[Saved data entries]

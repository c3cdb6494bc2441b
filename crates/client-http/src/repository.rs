use client_core::{
    AppError, ByteStream, DataMapper, LocalStream, RemoteStream, RequestExecutor,
    SavedWorkoutRepository, UnknownAppError, Video, VideoRepository, Workout, WorkoutRepository,
    local_request, local_request_for_list,
};
use client_platform::{RecordStore, RecordStoreError};
use tracing::debug;

use crate::{
    api::{VideoApi, WorkoutsApi},
    models::{SavedWorkoutRecord, VideoData},
};

#[derive(Debug, Clone)]
pub struct HttpVideoRepository {
    api: VideoApi,
    executor: RequestExecutor,
}

impl HttpVideoRepository {
    pub fn new(api: VideoApi, executor: RequestExecutor) -> Self {
        Self { api, executor }
    }
}

impl VideoRepository for HttpVideoRepository {
    fn get_video_by_id(&self, id: u32) -> RemoteStream<Video> {
        let api = self.api.clone();
        let base_url = self.api.base_url().clone();
        self.executor.network_request(
            move || async move { api.get_video(id).await },
            move |data: VideoData| data.into_video(&base_url),
        )
    }

    fn open_video(&self, video: &Video) -> RemoteStream<ByteStream> {
        let api = self.api.clone();
        let link = video.link.clone();
        self.executor
            .network_request_byte_stream(move || async move { api.download(&link).await })
    }
}

#[derive(Debug, Clone)]
pub struct HttpWorkoutRepository {
    api: WorkoutsApi,
    executor: RequestExecutor,
}

impl HttpWorkoutRepository {
    pub fn new(api: WorkoutsApi, executor: RequestExecutor) -> Self {
        Self { api, executor }
    }
}

impl WorkoutRepository for HttpWorkoutRepository {
    fn get_workouts_list(&self) -> RemoteStream<Vec<Workout>> {
        let api = self.api.clone();
        self.executor
            .network_request_for_list(move || async move { api.get_workouts().await })
    }
}

/// Bookmarks kept in a [`RecordStore`], keyed by workout id.
#[derive(Debug, Clone)]
pub struct LocalSavedWorkoutRepository<S> {
    store: S,
}

impl<S> LocalSavedWorkoutRepository<S> {
    pub fn new(store: S) -> Self {
        Self { store }
    }
}

fn store_error(err: RecordStoreError) -> AppError {
    AppError::Unknown(UnknownAppError::new(err.to_string()))
}

impl<S> SavedWorkoutRepository for LocalSavedWorkoutRepository<S>
where
    S: RecordStore<SavedWorkoutRecord>,
{
    fn save(&self, workout: Workout) -> Result<(), AppError> {
        let key = workout.id.to_string();
        self.store
            .put(&key, SavedWorkoutRecord::from(workout))
            .map_err(store_error)
    }

    fn remove(&self, id: u32) -> Result<(), AppError> {
        match self.store.remove(&id.to_string()) {
            Ok(()) => Ok(()),
            Err(RecordStoreError::NotFound) => {
                debug!(id, "workout was not saved");
                Ok(())
            }
            Err(err) => Err(store_error(err)),
        }
    }

    fn observe_saved(&self, id: u32) -> LocalStream<Option<Workout>> {
        local_request(
            self.store.observe(&id.to_string()),
            DataMapper::<Workout>::map_to_domain,
        )
    }

    fn observe_saved_many(&self, ids: Vec<u32>) -> LocalStream<Vec<Option<Workout>>> {
        let keys: Vec<String> = ids.iter().map(u32::to_string).collect();
        local_request_for_list(
            self.store.observe_many(&keys),
            DataMapper::<Workout>::map_to_domain,
        )
    }
}

#[cfg(test)]
mod tests {
    use std::time::Duration;

    use bytes::Bytes;
    use client_core::{Either, NetworkError};
    use client_platform::InMemoryRecordStore;
    use futures::{StreamExt, TryStreamExt};
    use serde_json::json;
    use tokio::{runtime::Handle, time::timeout};
    use url::Url;
    use wiremock::{
        Mock, MockServer, ResponseTemplate,
        matchers::{method, path, query_param},
    };

    use super::*;
    use crate::{config::HttpClientConfig, transport::HttpTransport};

    async fn single<T>(mut stream: RemoteStream<T>) -> Either<NetworkError, T> {
        timeout(Duration::from_secs(5), stream.next())
            .await
            .expect("request timeout")
            .expect("stream should yield one item")
    }

    fn transport(server: &MockServer) -> HttpTransport {
        let base_url = Url::parse(&server.uri()).expect("mock server uri");
        HttpTransport::new(&HttpClientConfig::new(base_url)).expect("transport should build")
    }

    fn videos(server: &MockServer) -> HttpVideoRepository {
        HttpVideoRepository::new(
            VideoApi::new(transport(server)),
            RequestExecutor::new(Handle::current()),
        )
    }

    fn workouts(server: &MockServer) -> HttpWorkoutRepository {
        HttpWorkoutRepository::new(
            WorkoutsApi::new(transport(server)),
            RequestExecutor::new(Handle::current()),
        )
    }

    #[tokio::test]
    async fn fetches_video_and_resolves_link() {
        let server = MockServer::start().await;
        Mock::given(method("GET"))
            .and(path("/get_video"))
            .and(query_param("id", "5"))
            .respond_with(ResponseTemplate::new(200).set_body_json(json!({
                "id": 5,
                "duration": 120,
                "link": "/videos/5.mp4"
            })))
            .mount(&server)
            .await;

        let video = match single(videos(&server).get_video_by_id(5)).await {
            Either::Success(video) => video,
            other => panic!("unexpected video result: {other:?}"),
        };
        assert_eq!(video.id, 5);
        assert_eq!(video.duration, 120);
        assert_eq!(video.link, format!("{}/videos/5.mp4", server.uri()));
    }

    #[tokio::test]
    async fn not_found_video_is_an_api_error() {
        let server = MockServer::start().await;
        Mock::given(method("GET"))
            .and(path("/get_video"))
            .respond_with(ResponseTemplate::new(404).set_body_string("not found"))
            .mount(&server)
            .await;

        assert_eq!(
            single(videos(&server).get_video_by_id(1)).await,
            Either::Failure(NetworkError::api_with_code("not found", 404))
        );
    }

    #[tokio::test]
    async fn server_error_with_empty_body_keeps_empty_message() {
        let server = MockServer::start().await;
        Mock::given(method("GET"))
            .and(path("/get_workouts"))
            .respond_with(ResponseTemplate::new(500))
            .mount(&server)
            .await;

        assert_eq!(
            single(workouts(&server).get_workouts_list()).await,
            Either::Failure(NetworkError::api_with_code("", 500))
        );
    }

    #[tokio::test]
    async fn empty_success_body_is_reported_as_empty() {
        let server = MockServer::start().await;
        Mock::given(method("GET"))
            .and(path("/get_video"))
            .respond_with(ResponseTemplate::new(200))
            .mount(&server)
            .await;

        assert_eq!(
            single(videos(&server).get_video_by_id(2)).await,
            Either::Failure(NetworkError::EmptyBody)
        );
    }

    #[tokio::test]
    async fn undecodable_body_is_unexpected() {
        let server = MockServer::start().await;
        Mock::given(method("GET"))
            .and(path("/get_workouts"))
            .respond_with(ResponseTemplate::new(200).set_body_string("[{\"id\":"))
            .mount(&server)
            .await;

        match single(workouts(&server).get_workouts_list()).await {
            Either::Failure(NetworkError::Unexpected { message }) => {
                assert!(message.starts_with("failed to decode response body"), "{message}");
            }
            other => panic!("unexpected workouts result: {other:?}"),
        }
    }

    #[tokio::test]
    async fn workout_list_keeps_server_order() {
        let server = MockServer::start().await;
        Mock::given(method("GET"))
            .and(path("/get_workouts"))
            .respond_with(ResponseTemplate::new(200).set_body_json(json!([
                { "id": 3, "title": "C", "type": 1, "duration": 10 },
                { "id": 1, "title": "A", "description": "warm-up", "type": 2, "duration": "5" },
                { "id": 2, "title": "B", "type": 1, "duration": "40-45" }
            ])))
            .mount(&server)
            .await;

        let list = match single(workouts(&server).get_workouts_list()).await {
            Either::Success(list) => list,
            other => panic!("unexpected workouts result: {other:?}"),
        };
        let titles: Vec<&str> = list.iter().map(|workout| workout.title.as_str()).collect();
        assert_eq!(titles, vec!["C", "A", "B"]);
        assert_eq!(list[0].duration, "10");
        assert_eq!(list[2].duration, "40-45");
    }

    #[tokio::test]
    async fn opens_video_as_byte_stream() {
        let server = MockServer::start().await;
        Mock::given(method("GET"))
            .and(path("/videos/5.mp4"))
            .respond_with(ResponseTemplate::new(200).set_body_bytes(b"frames".to_vec()))
            .mount(&server)
            .await;

        let video = Video {
            id: 5,
            duration: 1,
            link: format!("{}/videos/5.mp4", server.uri()),
        };
        let body = match single(videos(&server).open_video(&video)).await {
            Either::Success(body) => body,
            Either::Failure(err) => panic!("unexpected failure: {err:?}"),
        };
        let chunks: Vec<Bytes> = body.try_collect().await.expect("payload should stream");
        assert_eq!(chunks.concat(), b"frames".to_vec());
    }

    fn workout(id: u32) -> Workout {
        Workout {
            id,
            title: format!("Workout {id}"),
            description: Some("saved".into()),
            workout_type: 1,
            duration: "30".into(),
        }
    }

    #[tokio::test]
    async fn saved_workouts_are_observed_continuously() {
        let repository =
            LocalSavedWorkoutRepository::new(InMemoryRecordStore::<SavedWorkoutRecord>::default());
        let mut saved = repository.observe_saved_many(vec![4, 8]);
        let first = timeout(Duration::from_secs(2), saved.next())
            .await
            .expect("observation timeout");
        assert_eq!(first, Some(vec![None, None]));

        repository.save(workout(8)).expect("save should succeed");
        let second = timeout(Duration::from_secs(2), saved.next())
            .await
            .expect("observation timeout");
        assert_eq!(second, Some(vec![None, Some(workout(8))]));

        repository.remove(8).expect("remove should succeed");
        repository.remove(8).expect("removing twice is not an error");
    }

    #[tokio::test]
    async fn single_saved_workout_starts_absent() {
        let repository =
            LocalSavedWorkoutRepository::new(InMemoryRecordStore::<SavedWorkoutRecord>::default());
        let mut saved = repository.observe_saved(4);
        let first = timeout(Duration::from_secs(2), saved.next())
            .await
            .expect("observation timeout");
        assert_eq!(first, Some(None));
    }
}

*TASK TO COMPLETE:* Tally the lines above containing "format". Number only.

*OUTPUT OF THE EXERCISE:* 3